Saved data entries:
____________
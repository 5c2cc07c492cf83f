use thiserror::Error;
use uuid::Uuid;

use crate::watchman::WatchmanId;

#[derive(Error, Debug)]
pub enum DispatchError {
    #[error("Order {0} already has an active lease")]
    AlreadyAssigned(Uuid),

    #[error("No watchmen available")]
    NoWatchmenAvailable,

    #[error("Watchman not found or off duty: {0}")]
    WatchmanNotFound(WatchmanId),

    #[error("Claimed name {claimed:?} does not match watchman {id}")]
    IdentityMismatch { id: WatchmanId, claimed: String },

    #[error("No assigned lease for order {0}")]
    LeaseNotFound(Uuid),

    #[error("Lease for order {order} expired: {elapsed_secs}s elapsed, ttl {ttl_secs}s")]
    LeaseExpired {
        order: Uuid,
        elapsed_secs: i64,
        ttl_secs: i64,
    },

    #[error("Store unavailable: {0}")]
    StoreUnavailable(String),
}

pub type Result<T> = std::result::Result<T, DispatchError>;
//! Shared fixtures for dispatch integration tests.

#![allow(dead_code)]

use std::sync::Arc;

use chrono::{DateTime, Duration, TimeZone, Utc};

use watchpost::config::DispatchConfig;
use watchpost::dispatch::{DispatchEngine, MemoryLeaseStore, MemoryStatStore};
use watchpost::orders::MemoryOrderBoard;
use watchpost::watchman::{RosterDirectory, WatchmanId};

pub struct Fixture {
    pub engine: DispatchEngine,
    pub directory: Arc<RosterDirectory>,
    pub leases: Arc<MemoryLeaseStore>,
    pub stats: Arc<MemoryStatStore>,
    pub board: Arc<MemoryOrderBoard>,
    pub config: DispatchConfig,
}

/// Engine over the default three-watchman roster.
pub fn fixture() -> Fixture {
    fixture_with(&["mills", "reyes", "okafor"])
}

pub fn fixture_with(names: &[&str]) -> Fixture {
    let config = DispatchConfig::default();
    let directory = Arc::new(RosterDirectory::from_names(names, config.watchman_capacity));
    let leases = Arc::new(MemoryLeaseStore::new());
    let stats = Arc::new(MemoryStatStore::new());
    let board = Arc::new(MemoryOrderBoard::default());
    let engine = DispatchEngine::new(
        config.clone(),
        directory.clone(),
        leases.clone(),
        stats.clone(),
        board.clone(),
    );
    Fixture {
        engine,
        directory,
        leases,
        stats,
        board,
        config,
    }
}

pub fn badge(n: u8) -> WatchmanId {
    WatchmanId::new(n, 5).unwrap()
}

/// Fixed base instant so tests drive the clock instead of sleeping.
pub fn t0() -> DateTime<Utc> {
    Utc.with_ymd_and_hms(2024, 6, 1, 9, 0, 0).unwrap()
}

pub fn secs(n: i64) -> Duration {
    Duration::seconds(n)
}
use pmoradio::{LiveMonitor, LiveSettings};
use serde_json::json;
use std::sync::Arc;
use std::time::Duration;
use tokio_util::sync::CancellationToken;
use wiremock::matchers::{method, path};
use wiremock::{Mock, MockServer, ResponseTemplate};

fn settings(server: &MockServer) -> LiveSettings {
    LiveSettings {
        status_url: Some(format!("{}/live/status.json", server.uri())),
        poll_interval: Duration::from_millis(100),
        timeout: Duration::from_millis(300),
        ..LiveSettings::default()
    }
}

#[tokio::test]
async fn test_live_document_is_parsed() {
    let server = MockServer::start().await;
    Mock::given(method("GET"))
        .and(path("/live/status.json"))
        .respond_with(ResponseTemplate::new(200).set_body_json(json!({
            "live": true,
            "title": "Friday session",
            "description": "Modular jam",
            "genre": "ambient, drone",
            "url": "https://stream.example.net/live.m3u8"
        })))
        .mount(&server)
        .await;

    let monitor = LiveMonitor::new(&settings(&server)).unwrap();
    let status = monitor.poll().await;

    assert!(status.is_live());
    assert_eq!(status.name, "Friday session");
    assert_eq!(status.genres, vec!["ambient", "drone"]);
    assert_eq!(
        status.source_link.as_deref(),
        Some("https://stream.example.net/live.m3u8")
    );
}

#[tokio::test]
async fn test_failures_read_as_offline() {
    let server = MockServer::start().await;
    let monitor = LiveMonitor::new(&settings(&server)).unwrap();

    Mock::given(method("GET"))
        .respond_with(ResponseTemplate::new(500))
        .up_to_n_times(1)
        .mount(&server)
        .await;
    assert!(!monitor.poll().await.is_live());

    Mock::given(method("GET"))
        .respond_with(ResponseTemplate::new(200).set_body_string("<html>oops</html>"))
        .up_to_n_times(1)
        .mount(&server)
        .await;
    assert!(!monitor.poll().await.is_live());

    Mock::given(method("GET"))
        .respond_with(
            ResponseTemplate::new(200)
                .set_body_json(json!({"live": true, "url": "https://x"}))
                .set_delay(Duration::from_secs(2)),
        )
        .mount(&server)
        .await;
    assert!(!monitor.poll().await.is_live());
}

#[tokio::test]
async fn test_polling_publishes_transitions() {
    let server = MockServer::start().await;
    Mock::given(method("GET"))
        .respond_with(
            ResponseTemplate::new(200).set_body_json(json!({"live": true, "url": "https://x"})),
        )
        .mount(&server)
        .await;

    let monitor = Arc::new(LiveMonitor::new(&settings(&server)).unwrap());
    let mut updates = monitor.subscribe();
    assert!(!monitor.current().is_live());

    let stop = CancellationToken::new();
    let poller = monitor.clone().spawn_polling(stop.clone());

    tokio::time::timeout(Duration::from_secs(3), updates.changed())
        .await
        .unwrap()
        .unwrap();
    assert!(updates.borrow_and_update().is_live());

    server.reset().await;
    Mock::given(method("GET"))
        .respond_with(ResponseTemplate::new(503))
        .mount(&server)
        .await;

    tokio::time::timeout(Duration::from_secs(3), updates.changed())
        .await
        .unwrap()
        .unwrap();
    assert!(!monitor.current().is_live());

    stop.cancel();
    tokio::time::timeout(Duration::from_secs(2), poller)
        .await
        .unwrap()
        .unwrap();
}
//! Processus externe de relais du direct
//!
//! Le relais (ffmpeg par défaut) lit la source du direct et écrit du MP3 sur
//! sa sortie standard. [`RelayProcess`] garantit que le processus ne survit
//! pas à son propriétaire : arrêt explicite via [`RelayProcess::shutdown`],
//! sinon `kill_on_drop`.

use crate::error::{Error, Result};
use std::process::Stdio;
use std::time::Duration;
use tokio::io::AsyncReadExt;
use tokio::process::{Child, ChildStdout, Command};
use tracing::{debug, warn};

/// Marqueur remplacé par l'URL de la source dans les arguments
pub const URL_PLACEHOLDER: &str = "{url}";

/// Délai laissé au relais pour se terminer après fermeture de sa sortie
const SHUTDOWN_GRACE: Duration = Duration::from_secs(2);

/// Arguments ffmpeg : extraction audio, ré-encodage MP3 sur stdout
pub fn default_ffmpeg_args() -> Vec<String> {
    [
        "-hide_banner",
        "-loglevel",
        "error",
        "-i",
        URL_PLACEHOLDER,
        "-vn",
        "-acodec",
        "libmp3lame",
        "-b:a",
        "128k",
        "-f",
        "mp3",
        "pipe:1",
    ]
    .iter()
    .map(|s| s.to_string())
    .collect()
}

/// Commande de relais paramétrable
#[derive(Debug, Clone, PartialEq, Eq)]
pub struct RelayCommand {
    pub program: String,
    pub args: Vec<String>,
}

impl Default for RelayCommand {
    fn default() -> Self {
        Self {
            program: "ffmpeg".to_string(),
            args: default_ffmpeg_args(),
        }
    }
}

impl RelayCommand {
    pub fn new(program: impl Into<String>, args: Vec<String>) -> Self {
        Self {
            program: program.into(),
            args,
        }
    }

    /// Arguments effectifs pour une source donnée
    pub fn args_for(&self, url: &str) -> Vec<String> {
        self.args
            .iter()
            .map(|a| a.replace(URL_PLACEHOLDER, url))
            .collect()
    }

    pub fn spawn(&self, url: &str) -> Result<RelayProcess> {
        let mut child = Command::new(&self.program)
            .args(self.args_for(url))
            .stdin(Stdio::null())
            .stdout(Stdio::piped())
            .stderr(Stdio::null())
            .kill_on_drop(true)
            .spawn()
            .map_err(|e| Error::Relay(format!("failed to spawn {}: {}", self.program, e)))?;

        let stdout = child
            .stdout
            .take()
            .ok_or_else(|| Error::Relay("relay stdout not captured".into()))?;

        debug!(program = %self.program, pid = ?child.id(), "Relay process started");
        Ok(RelayProcess {
            child,
            stdout: Some(stdout),
        })
    }
}

/// Processus de relais en cours d'exécution
#[derive(Debug)]
pub struct RelayProcess {
    child: Child,
    stdout: Option<ChildStdout>,
}

impl RelayProcess {
    /// Lit la sortie du relais ; `Ok(0)` signale la fin du flux
    pub async fn read(&mut self, buf: &mut [u8]) -> std::io::Result<usize> {
        match self.stdout.as_mut() {
            Some(stdout) => stdout.read(buf).await,
            None => Ok(0),
        }
    }

    /// Arrête le relais : fermeture de sa sortie, attente, puis kill
    pub async fn shutdown(mut self) {
        drop(self.stdout.take());

        match tokio::time::timeout(SHUTDOWN_GRACE, self.child.wait()).await {
            Ok(Ok(status)) => debug!(%status, "Relay process exited"),
            Ok(Err(e)) => warn!("Failed to wait for relay process: {}", e),
            Err(_) => {
                debug!("Relay process still running, killing it");
                if let Err(e) = self.child.kill().await {
                    warn!("Failed to kill relay process: {}", e);
                }
            }
        }
    }
}
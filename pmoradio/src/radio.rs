//! Façade de la radio : assemblage des composants et opérations exposées
//! à la couche HTTP.

use crate::broadcaster::{BroadcastConfig, Broadcaster, ClientStream};
use crate::catalog::{Catalog, CatalogHandle};
use crate::error::Result;
use crate::live::{LiveMonitor, LiveStatus};
use crate::pipeline::{NowPlaying, PlaybackPipeline};
use crate::relay::RelayCommand;
use crate::scheduler::{Clock, Scheduler, SystemClock};
use crate::settings::RadioSettings;
use chrono::{DateTime, Utc};
use pmocache::{HttpBlobStore, TrackCache};
use serde::Serialize;
use std::sync::Arc;
use tokio::sync::watch;
use tokio::task::JoinHandle;
use tokio_util::sync::CancellationToken;
use tracing::info;

/// Piste programmée à un instant donné
#[derive(Debug, Clone, PartialEq, Serialize)]
pub struct CurrentTrack {
    pub track_id: String,
    pub title: String,
    pub description: String,
    pub offset_seconds: f64,
    pub duration_seconds: f64,
    pub byte_rate: u64,
    pub iteration: u64,
}

/// Composants déjà construits, pour assembler une radio sans réseau
pub struct RadioParts {
    pub catalog: Arc<CatalogHandle>,
    pub cache: Arc<TrackCache>,
    pub live: Arc<LiveMonitor>,
    pub clock: Arc<dyn Clock>,
    pub settings: RadioSettings,
}

pub struct Radio {
    catalog: Arc<CatalogHandle>,
    scheduler: Arc<Scheduler>,
    cache: Arc<TrackCache>,
    live: Arc<LiveMonitor>,
    clock: Arc<dyn Clock>,
    broadcaster: Broadcaster,
    now_playing: watch::Receiver<NowPlaying>,
    stop: CancellationToken,
    poller: JoinHandle<()>,
    settings: RadioSettings,
}

impl Radio {
    /// Démarre la radio : catalogue, cache vidé, surveillance du direct, pipeline
    pub async fn start(settings: RadioSettings) -> Result<Self> {
        let catalog = Arc::new(
            CatalogHandle::open(&settings.catalog.path, settings.catalog.default_byte_rate).await?,
        );

        let store = HttpBlobStore::new(&settings.cache.blob_base_url)?
            .with_extension(&settings.cache.extension)
            .with_timeout(settings.cache.blob_timeout);
        let cache = TrackCache::new(
            &settings.cache.directory,
            Arc::new(store),
            settings.cache.retry,
        )?
        .with_extension(&settings.cache.extension);
        cache.clear().await?;

        let live = Arc::new(LiveMonitor::new(&settings.live)?);

        Ok(Self::assemble(RadioParts {
            catalog,
            cache: Arc::new(cache),
            live,
            clock: Arc::new(SystemClock),
            settings,
        }))
    }

    /// Assemble et démarre la radio à partir de composants existants
    pub fn assemble(parts: RadioParts) -> Self {
        let RadioParts {
            catalog,
            cache,
            live,
            clock,
            settings,
        } = parts;

        let stop = CancellationToken::new();
        let scheduler = Arc::new(Scheduler::new(settings.epoch));
        let poller = live.clone().spawn_polling(stop.child_token());

        let relay = RelayCommand::new(
            settings.live.relay_program.clone(),
            settings.live.relay_args.clone(),
        );
        let pipeline = PlaybackPipeline::new(
            catalog.clone(),
            scheduler.clone(),
            cache.clone(),
            live.subscribe(),
            settings.stream.clone(),
        )
        .with_relay(relay)
        .with_clock(clock.clone())
        .with_prefetch_depth(settings.cache.prefetch_depth);
        let now_playing = pipeline.now_playing();

        let broadcaster =
            Broadcaster::start(Box::new(pipeline), BroadcastConfig::from(&settings.stream));

        info!(epoch = %settings.epoch, "Radio started");
        Self {
            catalog,
            scheduler,
            cache,
            live,
            clock,
            broadcaster,
            now_playing,
            stop,
            poller,
            settings,
        }
    }

    /// Piste programmée maintenant (indépendamment du direct)
    pub fn get_current(&self) -> Result<CurrentTrack> {
        self.get_current_at(self.clock.now())
    }

    pub fn get_current_at(&self, now: DateTime<Utc>) -> Result<CurrentTrack> {
        let catalog = self.catalog.snapshot();
        let r = self.scheduler.resolve(&catalog, now)?;
        Ok(CurrentTrack {
            track_id: r.current.id.clone(),
            title: r.current.title.clone(),
            description: r.current.description.clone(),
            offset_seconds: r.offset_seconds,
            duration_seconds: r.current.duration_seconds,
            byte_rate: r.current.byte_rate,
            iteration: r.iteration,
        })
    }

    /// Nouveau flux d'auditeur
    pub fn stream(&self) -> ClientStream {
        self.broadcaster.connect()
    }

    /// Statut du direct s'il est actif
    pub fn is_live(&self) -> Option<LiveStatus> {
        Some(self.live.current()).filter(LiveStatus::is_live)
    }

    pub fn now_playing(&self) -> NowPlaying {
        self.now_playing.borrow().clone()
    }

    pub fn listeners(&self) -> usize {
        self.broadcaster.client_count()
    }

    pub fn catalog(&self) -> Arc<Catalog> {
        self.catalog.snapshot()
    }

    /// Relit le catalogue ; la programmation suit le nouvel instantané
    pub async fn reload_catalog(&self) -> Result<u64> {
        self.catalog.reload().await
    }

    pub fn cache(&self) -> &Arc<TrackCache> {
        &self.cache
    }

    pub fn settings(&self) -> &RadioSettings {
        &self.settings
    }

    pub async fn shutdown(&self) {
        self.stop.cancel();
        self.broadcaster.shutdown().await;
        self.poller.abort();
        info!("Radio stopped");
    }
}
____________
Exercise instructions = Your answer should be every line above that contains the word "sortie".

Worked solution =
//! sa sortie standard. [`RelayProcess`] garantit que le processus ne survit
/// Délai laissé au relais pour se terminer après fermeture de sa sortie
    /// Lit la sortie du relais ; `Ok(0)` signale la fin du flux
    /// Arrête le relais : fermeture de sa sortie, attente, puis kill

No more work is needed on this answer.